Monday morning NAB President/CEO David Rehr delivered his opening address at the NAB convention in Las Vegas and said this:
"For years, we've been saying local, local, local. And that's true, but we have a new wrinkle. We also learned from these consumers that being local, in and of itself, is not what defines radio's value. It's the accessibility and the connection with radio personalities. And it's being everywhere and available to everyone. A radio is not a jukebox.He got it right--radio is not a jukebox. But turn the radio on outside of morning drive you wouldn't know it. One could argue that's what it needs to be in the face of, well, the proliferation of the jukebox...errrr iPod.
"If you're listening to radio, you want to hear a human voice sharing that same moment in time that you are. There is power in that personal bond. A CD doesn't have that connection. An iPod doesn't have it. No, our model is not broken."
Today the more music strategy is still "working" and in the short term it will continue to do so. What is not visible right now is what lurks right around the corner. The gradual aging in of the the Gen Y's that begins in 3 short years--that's when the first of the millennials turn 25. That magic age when one becomes much more important to our industry and its advertisers.
As we all know this is the first generation of consumers that's always had computers, cell phones, and 100+ channels of TV. We also know that this generation's mantra is "give it to me now...on-demand". Couple that with this groups dramatic decline in passion and perception of radio and one must believe these factors indicate the future radio climate will be stormy at best.
What can we do? A cynic would say we can't do anything to reverse this trend. I believe we can. It is going to require game changing strategies and "more music" won't be one of its tactics.

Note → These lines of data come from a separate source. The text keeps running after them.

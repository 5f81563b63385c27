//! Command-line interface for sayflow
//!
//! Provides argument parsing using clap derive macros.

use clap::{Parser, Subcommand};
use clap_complete::Shell;
use std::path::PathBuf;
use std::time::Duration;

/// Speak streaming text sentence by sentence
#[derive(Parser, Debug)]
#[command(
    name = "sayflow",
    version,
    about = "Speak streaming text sentence by sentence"
)]
pub struct Cli {
    /// Subcommand to execute
    #[command(subcommand)]
    pub command: Option<Commands>,

    /// Text to speak (default: read from stdin)
    #[arg(value_name = "TEXT")]
    pub text: Option<String>,

    /// Path to configuration file
    #[arg(long, global = true, value_name = "PATH")]
    pub config: Option<PathBuf>,

    /// Suppress output (quiet mode)
    #[arg(short, long, global = true, conflicts_with = "verbose")]
    pub quiet: bool,

    /// Verbose output (-v: debug, -vv: trace)
    #[arg(short, long, global = true, action = clap::ArgAction::Count)]
    pub verbose: u8,

    /// Synthesis service URL
    #[arg(long, value_name = "URL")]
    pub api_url: Option<String>,

    /// Number of parallel synthesis requests
    #[arg(long, short = 'w', value_name = "N")]
    pub workers: Option<usize>,

    /// Sentences queued ahead of synthesis before reading pauses
    #[arg(long, value_name = "N")]
    pub intake_depth: Option<usize>,

    /// Per-sentence synthesis timeout. Examples: 30s, 1m, 500ms
    #[arg(long, short = 't', value_name = "DURATION", value_parser = parse_timeout)]
    pub timeout: Option<Duration>,

    /// Player program (the audio file or pipe:0 is appended to its arguments)
    #[arg(long, value_name = "CMD")]
    pub player: Option<String>,

    /// Keep synthesized audio in memory instead of temporary files
    #[arg(long)]
    pub in_memory: bool,
}

/// Parse a timeout string.
///
/// Supports any duration format accepted by `humantime`; bare numbers are
/// seconds.
fn parse_timeout(s: &str) -> Result<Duration, String> {
    let s = s.trim();
    let duration = match s.parse::<u64>() {
        Ok(secs) => Duration::from_secs(secs),
        Err(_) => humantime::parse_duration(s).map_err(|e| e.to_string())?,
    };
    if duration.is_zero() {
        return Err("timeout must be greater than zero".to_string());
    }
    Ok(duration)
}

/// Available commands
#[derive(Subcommand, Debug)]
pub enum Commands {
    /// View configuration
    Config {
        #[command(subcommand)]
        action: ConfigAction,
    },

    /// Generate shell completions
    Completions {
        /// Shell to generate completions for
        shell: Shell,
    },
}

/// Configuration actions
#[derive(Subcommand, Debug, PartialEq, Eq)]
pub enum ConfigAction {
    /// Print the effective configuration as TOML
    Show,
    /// Print the configuration file path
    Path,
}

#[cfg(test)]
mod tests {
    use super::*;

    #[test]
    fn test_parse_default_command() {
        let cli = Cli::try_parse_from(["sayflow"]).unwrap();
        assert!(cli.command.is_none());
        assert!(cli.text.is_none());
        assert!(cli.api_url.is_none());
        assert!(cli.workers.is_none());
        assert!(cli.intake_depth.is_none());
        assert!(cli.timeout.is_none());
        assert!(cli.player.is_none());
        assert!(!cli.in_memory);
        assert!(!cli.quiet);
        assert_eq!(cli.verbose, 0);
        assert!(cli.config.is_none());
    }

    #[test]
    fn test_parse_text_argument() {
        let cli = Cli::try_parse_from(["sayflow", "Hello there. How are you?"]).unwrap();
        assert_eq!(cli.text.as_deref(), Some("Hello there. How are you?"));
        assert!(cli.command.is_none());
    }

    #[test]
    fn test_parse_verbose_double() {
        let cli = Cli::try_parse_from(["sayflow", "-vv"]).unwrap();
        assert_eq!(cli.verbose, 2);
    }

    #[test]
    fn test_quiet_conflicts_with_verbose() {
        assert!(Cli::try_parse_from(["sayflow", "-q", "-v"]).is_err());
    }

    #[test]
    fn test_parse_with_options() {
        let cli = Cli::try_parse_from([
            "sayflow",
            "--api-url",
            "http://localhost:9000/tts",
            "--workers",
            "3",
            "--intake-depth",
            "8",
            "--timeout",
            "45s",
            "--player",
            "mpv",
            "--in-memory",
        ])
        .unwrap();

        assert_eq!(cli.api_url.as_deref(), Some("http://localhost:9000/tts"));
        assert_eq!(cli.workers, Some(3));
        assert_eq!(cli.intake_depth, Some(8));
        assert_eq!(cli.timeout, Some(Duration::from_secs(45)));
        assert_eq!(cli.player.as_deref(), Some("mpv"));
        assert!(cli.in_memory);
    }

    #[test]
    fn test_parse_timeout_formats() {
        assert_eq!(parse_timeout("10"), Ok(Duration::from_secs(10)));
        assert_eq!(parse_timeout("500ms"), Ok(Duration::from_millis(500)));
        assert_eq!(parse_timeout("1m30s"), Ok(Duration::from_secs(90)));
        assert!(parse_timeout("0").is_err());
        assert!(parse_timeout("soon").is_err());
    }

    #[test]
    fn test_parse_config_show() {
        let cli = Cli::try_parse_from(["sayflow", "config", "show"]).unwrap();
        match cli.command {
            Some(Commands::Config { action }) => assert_eq!(action, ConfigAction::Show),
            _ => panic!("Expected Config command"),
        }
    }

    #[test]
    fn test_parse_global_config() {
        let cli =
            Cli::try_parse_from(["sayflow", "--config", "/path/to/config.toml", "config", "path"])
                .unwrap();
        assert_eq!(cli.config, Some(PathBuf::from("/path/to/config.toml")));
        assert!(matches!(
            cli.command,
            Some(Commands::Config {
                action: ConfigAction::Path
            })
        ));
    }

    #[test]
    fn test_parse_completions() {
        let cli = Cli::try_parse_from(["sayflow", "completions", "bash"]).unwrap();
        assert!(matches!(
            cli.command,
            Some(Commands::Completions { shell: Shell::Bash })
        ));
    }

    #[test]
    fn test_invalid_workers_returns_error() {
        assert!(Cli::try_parse_from(["sayflow", "--workers", "many"]).is_err());
    }
}
//! HTTP synthesis service client.
//!
//! Sends `{"text": "..."}` as JSON and expects the encoded audio as the
//! response body of a `200 OK`.

use crate::defaults;
use crate::error::{Result, SayflowError};
use crate::tts::Synthesizer;
use async_trait::async_trait;
use reqwest::header::CONTENT_TYPE;
use serde::Serialize;

#[derive(Serialize)]
struct SynthesisRequest<'a> {
    text: &'a str,
}

/// Synthesizer backed by a remote HTTP service.
#[derive(Debug, Clone)]
pub struct HttpSynthesizer {
    client: reqwest::Client,
    api_url: String,
}

impl HttpSynthesizer {
    pub fn new(api_url: impl Into<String>) -> Self {
        Self {
            client: reqwest::Client::new(),
            api_url: api_url.into(),
        }
    }

    /// Reuse an existing client (connection pool, proxy settings).
    pub fn with_client(mut self, client: reqwest::Client) -> Self {
        self.client = client;
        self
    }

    pub fn api_url(&self) -> &str {
        &self.api_url
    }
}

impl Default for HttpSynthesizer {
    fn default() -> Self {
        Self::new(defaults::API_URL)
    }
}

fn request_body(text: &str) -> Result<Vec<u8>> {
    serde_json::to_vec(&SynthesisRequest { text: text.trim() }).map_err(|e| {
        SayflowError::Synthesis {
            message: format!("failed to encode request: {}", e),
        }
    })
}

#[async_trait]
impl Synthesizer for HttpSynthesizer {
    async fn synthesize(&self, text: &str) -> Result<Vec<u8>> {
        let response = self
            .client
            .post(&self.api_url)
            .header(CONTENT_TYPE, "application/json")
            .body(request_body(text)?)
            .send()
            .await
            .map_err(|e| SayflowError::Synthesis {
                message: format!("request to {} failed: {}", self.api_url, e),
            })?;

        let status = response.status();
        if status != reqwest::StatusCode::OK {
            return Err(SayflowError::Synthesis {
                message: format!("service returned {}", status),
            });
        }

        let body = response.bytes().await.map_err(|e| SayflowError::Synthesis {
            message: format!("failed to read response body: {}", e),
        })?;
        Ok(body.to_vec())
    }

    fn name(&self) -> &str {
        "http"
    }
}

A new generation of talent will begin to emerge as radio is FORCED to reassess what it sends down the transmission line. If you are an echo boomer (maybe Gen-X) or older think about what lead you to a career in radio. If you hadn't been captivated, inspired, or mesmerized with what came out of the speakers I suggest we might all be bankers, plumbers, or health care providers today.

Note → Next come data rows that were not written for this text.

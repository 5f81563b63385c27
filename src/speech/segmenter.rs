//! Sentence segmenter for incrementally arriving text.
//!
//! Accumulates token fragments and confirms a sentence only once text after it
//! shows up: the last segment the splitter returns may still grow, so it is
//! held back until the next boundary or until [`Segmenter::flush`].

use crate::defaults::SENTENCE_TERMINALS;
use crate::error::Result;
use crate::speech::report::{ErrorReporter, LogReporter, PipelineFault};
use crate::speech::types::SentenceUnit;
use std::sync::Arc;
use unicode_segmentation::UnicodeSegmentation;

/// Splits text into sentence segments.
///
/// Concatenating the returned segments should reproduce the input; the
/// segmenter keeps the last one verbatim as its new buffer.
pub trait SentenceSplitter: Send {
    fn split(&self, text: &str) -> Result<Vec<String>>;
}

/// Splitter based on Unicode sentence boundaries (UAX #29).
///
/// Abbreviations followed by a capitalized word ("Dr. Smith") split early;
/// decimals ("3.14") do not split.
#[derive(Debug, Clone, Copy, Default)]
pub struct UnicodeSentenceSplitter;

impl SentenceSplitter for UnicodeSentenceSplitter {
    fn split(&self, text: &str) -> Result<Vec<String>> {
        Ok(text.split_sentence_bounds().map(str::to_string).collect())
    }
}

/// Turns a stream of text fragments into indexed sentences.
pub struct Segmenter {
    splitter: Box<dyn SentenceSplitter>,
    reporter: Arc<dyn ErrorReporter>,
    buffer: String,
    next_index: u64,
    flushed: bool,
}

impl Segmenter {
    /// Creates a segmenter using Unicode sentence boundaries.
    pub fn new() -> Self {
        Self::with_splitter(Box::new(UnicodeSentenceSplitter))
    }

    /// Creates a segmenter with a custom splitter.
    pub fn with_splitter(splitter: Box<dyn SentenceSplitter>) -> Self {
        Self {
            splitter,
            reporter: Arc::new(LogReporter),
            buffer: String::new(),
            next_index: 0,
            flushed: false,
        }
    }

    /// Sets a custom error reporter.
    pub fn with_error_reporter(mut self, reporter: Arc<dyn ErrorReporter>) -> Self {
        self.reporter = reporter;
        self
    }

    /// Appends a fragment and returns the sentences it completed.
    ///
    /// Boundary detection only runs when the fragment itself contains
    /// sentence-terminal punctuation.
    pub fn ingest(&mut self, fragment: &str) -> Vec<SentenceUnit> {
        if self.flushed {
            tracing::warn!(fragment, "fragment after flush ignored");
            return Vec::new();
        }
        if fragment.trim().is_empty() {
            // Keep spacing between tokens, but never split on it.
            if !self.buffer.is_empty() {
                self.buffer.push_str(fragment);
            }
            return Vec::new();
        }

        self.buffer.push_str(fragment);
        if !fragment.contains(SENTENCE_TERMINALS) {
            return Vec::new();
        }

        let mut segments = self.split_buffer();
        if segments.len() < 2 {
            return Vec::new();
        }

        // The last segment may still be extended by later fragments.
        self.buffer = segments.pop().unwrap_or_default();
        segments
            .iter()
            .filter_map(|segment| self.confirm(segment))
            .collect()
    }

    /// Emits whatever remains buffered, with or without terminal punctuation.
    ///
    /// Only the first call does anything; afterwards the sentence count is
    /// final.
    pub fn flush(&mut self) -> Vec<SentenceUnit> {
        if self.flushed {
            return Vec::new();
        }
        self.flushed = true;

        if self.buffer.trim().is_empty() {
            self.buffer.clear();
            return Vec::new();
        }

        let segments = self.split_buffer();
        self.buffer.clear();
        segments
            .iter()
            .filter_map(|segment| self.confirm(segment))
            .collect()
    }

    /// Number of sentence indices issued so far.
    pub fn sentence_count(&self) -> u64 {
        self.next_index
    }

    /// Text held back waiting for a boundary.
    pub fn buffered(&self) -> &str {
        &self.buffer
    }

    /// Returns true once [`flush`](Self::flush) has run.
    pub fn is_flushed(&self) -> bool {
        self.flushed
    }

    fn split_buffer(&self) -> Vec<String> {
        match self.splitter.split(&self.buffer) {
            Ok(segments) => segments,
            Err(e) => {
                self.reporter
                    .report("segmenter", &PipelineFault::Segmentation(e.to_string()));
                vec![self.buffer.clone()]
            }
        }
    }

    fn confirm(&mut self, segment: &str) -> Option<SentenceUnit> {
        let text = segment.trim();
        if text.is_empty() {
            return None;
        }
        let unit = SentenceUnit::new(self.next_index, text);
        self.next_index += 1;
        tracing::debug!(index = unit.index, text = %unit.text, "sentence confirmed");
        Some(unit)
    }
}

impl Default for Segmenter {
    fn default() -> Self {
        Self::new()
    }
}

You know how hard it is to attract under 25's to choose radio as a career today. I say build it and they will come. Some courageous broadcasters will step up and begin developing this new brand of radio--one that does not depend on music alone for its success. Once that process begins and IF it's relevant and compelling something magical might begin to happen--new people will want be in radio.
I refuse to seed radio's future to the cynics. I believe new coalitions will be identified, talent will come from new and different places once we start looking for it, and the role of music in this new world will be quite different than what we know today.
Who's ready to join me in the future today?